Wednesday, November 16, 2011

We Are Not Trash - Occupy Encampments Destroyed

I've got to get off my duff and start writing every day about the changes that are happening in our country, finally. I am talking about the Occupy movement.

This week,  the Oakland encampment was removed by police, and the Occupy Wall Street itself was summarily tipped into NYC sanitation trucks. We then read that the mayors and managers of 18 cities with occupations conference-called about what to do with them. Apparently, they decided the thing to do was treat them like trash to be swept away, and justify police actions with sanctimonious pronouncements about "public safety."

But the mayors - either 1%-er's like New York's Bloomberg, or terrified politicians like Jean Quan in Oakland, are just stumbling forward in a stage-play whose finale is already written. Their inevitable authoritarian reactions to Occupy merely serve the function of strengthening and widening the movement. The finale is the fall of the economic and political structures we have now, that are not working for 99% of the people (or more.)

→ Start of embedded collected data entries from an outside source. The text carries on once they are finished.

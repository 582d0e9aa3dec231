//! Email Service
//!
//! SMTP delivery of contact-form messages to the site owner.

use anyhow::{Context, Result};
use async_trait::async_trait;
use lettre::message::{Mailbox, MultiPart};
use lettre::transport::smtp::authentication::Credentials;
use lettre::{Address, AsyncSmtpTransport, AsyncTransport, Message, Tokio1Executor};

use crate::config::Config;

/// A validated message from the contact form.
#[derive(Debug, Clone, PartialEq, Eq)]
pub struct ContactMessage {
    pub name: String,
    pub email: String,
    pub message: String,
}

/// Delivers contact messages.
///
/// The contact handler only depends on this trait so tests can swap SMTP out.
#[async_trait]
pub trait Mailer: Send + Sync {
    async fn send_contact(&self, message: &ContactMessage) -> Result<()>;
}

/// Email service for sending contact messages via SMTP.
#[derive(Clone)]
pub struct EmailService {
    mailer: AsyncSmtpTransport<Tokio1Executor>,
    from_address: Mailbox,
    to_address: Mailbox,
}

impl EmailService {
    /// Create a new email service from server configuration.
    ///
    /// Requires SMTP to be fully configured (`config.has_smtp()` must be true).
    pub fn new(config: &Config) -> Result<Self> {
        let host = config.smtp_host.as_ref().context("SMTP_HOST is required")?;
        let username = config
            .smtp_username
            .as_ref()
            .context("SMTP_USERNAME is required")?;
        let password = config
            .smtp_password
            .as_ref()
            .context("SMTP_PASSWORD is required")?;
        let from = config.smtp_from.as_ref().context("SMTP_FROM is required")?;

        let from_address: Mailbox = from
            .parse()
            .context("SMTP_FROM is not a valid email address")?;
        let to_address: Mailbox = match config.contact_to.as_ref() {
            Some(to) => to
                .parse()
                .context("CONTACT_TO is not a valid email address")?,
            None => from_address.clone(),
        };

        let creds = Credentials::new(username.clone(), password.clone());

        let mailer = match config.smtp_tls.as_str() {
            "tls" => AsyncSmtpTransport::<Tokio1Executor>::relay(host)
                .context("Failed to create SMTP TLS transport")?
                .port(config.smtp_port)
                .credentials(creds)
                .build(),
            "none" => AsyncSmtpTransport::<Tokio1Executor>::builder_dangerous(host)
                .port(config.smtp_port)
                .credentials(creds)
                .build(),
            // Default: STARTTLS
            _ => AsyncSmtpTransport::<Tokio1Executor>::starttls_relay(host)
                .context("Failed to create SMTP STARTTLS transport")?
                .port(config.smtp_port)
                .credentials(creds)
                .build(),
        };

        Ok(Self {
            mailer,
            from_address,
            to_address,
        })
    }

    /// Test the SMTP connection by sending a NOOP command.
    pub async fn test_connection(&self) -> Result<()> {
        let ok = self
            .mailer
            .test_connection()
            .await
            .context("SMTP connection test failed")?;
        if !ok {
            anyhow::bail!("SMTP server did not respond positively to connection test");
        }
        Ok(())
    }

    /// Builds the notification sent to the site owner.
    ///
    /// Replies go straight to the visitor through `Reply-To`.
    fn build_message(&self, contact: &ContactMessage) -> Result<Message> {
        let address: Address = contact
            .email
            .parse()
            .context("Invalid sender email address")?;
        let reply_to = Mailbox::new(Some(contact.name.clone()), address);

        Message::builder()
            .from(self.from_address.clone())
            .to(self.to_address.clone())
            .reply_to(reply_to)
            .subject(format!("📩 New Message from {}", contact.name))
            .multipart(MultiPart::alternative_plain_html(
                plain_body(contact),
                html_body(contact),
            ))
            .context("Failed to build email message")
    }
}

#[async_trait]
impl Mailer for EmailService {
    async fn send_contact(&self, message: &ContactMessage) -> Result<()> {
        let email = self.build_message(message)?;

        self.mailer
            .send(email)
            .await
            .context("Failed to send email via SMTP")?;

        Ok(())
    }
}

fn plain_body(contact: &ContactMessage) -> String {
    format!(
        "Name: {}\nEmail: {}\nMessage: {}",
        contact.name, contact.email, contact.message
    )
}

fn html_body(contact: &ContactMessage) -> String {
    let name = escape_html(&contact.name);
    let email = escape_html(&contact.email);
    let message = escape_html(&contact.message);
    format!(
        r#"<div style="font-family: Arial, sans-serif; padding: 20px; color: #333; line-height: 1.6;">
  <h2 style="color: #00cfff; margin-bottom: 10px;">New Portfolio Message</h2>
  <p><strong>Name:</strong> {name}</p>
  <p><strong>Email:</strong> <a href="mailto:{email}">{email}</a></p>
  <div style="margin-top: 20px; padding: 15px; background: #f4f4f4; border-left: 4px solid #00cfff; border-radius: 5px;">
    <p style="margin: 0; white-space: pre-line;">{message}</p>
  </div>
  <p style="margin-top: 20px; font-size: 12px; color: #777;">This message was sent from your portfolio website.</p>
</div>"#
    )
}

/// Escapes visitor input before it is embedded in the HTML body.
fn escape_html(input: &str) -> String {
    let mut out = String::with_capacity(input.len());
    for c in input.chars() {
        match c {
            '&' => out.push_str("&amp;"),
            '<' => out.push_str("&lt;"),
            '>' => out.push_str("&gt;"),
            '"' => out.push_str("&quot;"),
            '\'' => out.push_str("&#39;"),
            _ => out.push(c),
        }
    }
    out
}
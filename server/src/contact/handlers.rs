//! Contact form handler.

use std::net::SocketAddr;

use axum::extract::rejection::JsonRejection;
use axum::extract::{ConnectInfo, State};
use axum::http::{Extensions, HeaderMap};
use axum::Json;
use tracing::info;
use validator::Validate;

use crate::api::AppState;
use crate::contact::{ContactError, ContactForm, ContactResponse};
use crate::email::ContactMessage;
use crate::ratelimit::{client_ip_identifier, IdentifierKind};

/// Accepts a contact form submission and emails it to the site owner.
///
/// Both the sender email and the client IP must be under their limits. The
/// two checks run concurrently and neither consumes a slot; once delivery has
/// been attempted, one attempt is recorded against each identifier whether
/// it succeeded or not.
///
/// POST /api/contact
#[tracing::instrument(skip_all)]
pub async fn submit(
    State(state): State<AppState>,
    headers: HeaderMap,
    extensions: Extensions,
    payload: Result<Json<ContactForm>, JsonRejection>,
) -> Result<Json<ContactResponse>, ContactError> {
    let Json(form) = payload?;
    let form = form.trimmed();
    form.validate()?;

    let Some(mailer) = state.mailer.clone() else {
        return Err(ContactError::MailerNotConfigured);
    };

    let limiter = &state.rate_limiter;
    let peer = extensions
        .get::<ConnectInfo<SocketAddr>>()
        .map(|ConnectInfo(addr)| *addr);
    let ip = client_ip_identifier(&headers, peer, limiter.config().trust_proxy);

    let (by_email, by_ip) = tokio::join!(
        limiter.check(&form.email, IdentifierKind::Email),
        limiter.check(&ip, IdentifierKind::Ip),
    );
    for result in [by_email, by_ip] {
        if !result.allowed {
            let retry_after = result.retry_after_secs(limiter.now());
            return Err(ContactError::RateLimited {
                result,
                retry_after,
            });
        }
    }

    let message = ContactMessage::from(form);
    let outcome = mailer.send_contact(&message).await;
    let success = outcome.is_ok();

    tokio::join!(
        limiter.record_attempt(&message.email, IdentifierKind::Email, success),
        limiter.record_attempt(&ip, IdentifierKind::Ip, success),
    );

    outcome.map_err(ContactError::Delivery)?;

    info!(ip = %ip, "Contact message delivered");
    Ok(Json(ContactResponse {
        success: true,
        message: "Email sent successfully",
    }))
}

The next act of the play, though, is improvisation. Change requires untried solutions; and not everything that gets tried will work. The Occupy Movement is creating new forms of democracy. A working system of elections, that voice the actual will of the majority, (with protection of minorities,) will have to be in place BEFORE the ultimate fall of the system, if we are to avoid massive violence and loss.

The next play, the one that comes after the new structures of democracy are in place, will be written by the new democracy itself. All we know now are the problems it will have to solve - the environmental emergency, creating opportunities for productive work for all, and the equitable distribution of resources that productive work creates.

I propose the next step for Occupiers is to demand public space for Occupations as a right, in EVERY locality. People need to gather for long periods of time - these are informal constitutional conventions. They are political free speech of the highest order. Money is not speech, as the Supreme Court would have it. But human bodies, gathered in protest, ARE. Their right to gather trumps the local ordinances that would prevent it.

Furthermore, there are now millions of homeless people in the United States. For a person to live, they need shelter. To have a decent life, they need the same shelter every night, and the right not to be kicked out of it. Millions of homeless people is not a normal phenomenon - it is not simple "delinquency." It is a symptom of the sickness that befouls us. In this housing emergency, we need a provision of public space for camping, and it has to be usable - in cities, near facilities and public transportation. Yes, Occupy encampments attract homeless people, of course! Mayors should be welcoming and accommodating this. Occupy Wall Street has plenty of resources to keep itself clean and safe. Less well-endowed occupations should be supported by their cities with water and sanitation. Until we have well-built homes for all, encampments are our right, and our political necessity.

The 1% are losing their minions by the second. One Oakland mayoral adviser resigned in protest at this week's police action. More importantly, veterans of our reckless foreign wars are showing up at occupations in force. Last February, Madison, WI police disobeyed orders to remove protesters from the capitol rotunda. Working class soldiers and police are waking up, and will not be used to suppress dissent.

This is why I say the battle is won - the tide has turned. If the road ahead it not yet clear, at least people are starting to wake up, and see that we need to go in the opposite direction from  the one the 1%-ers have been leading us in.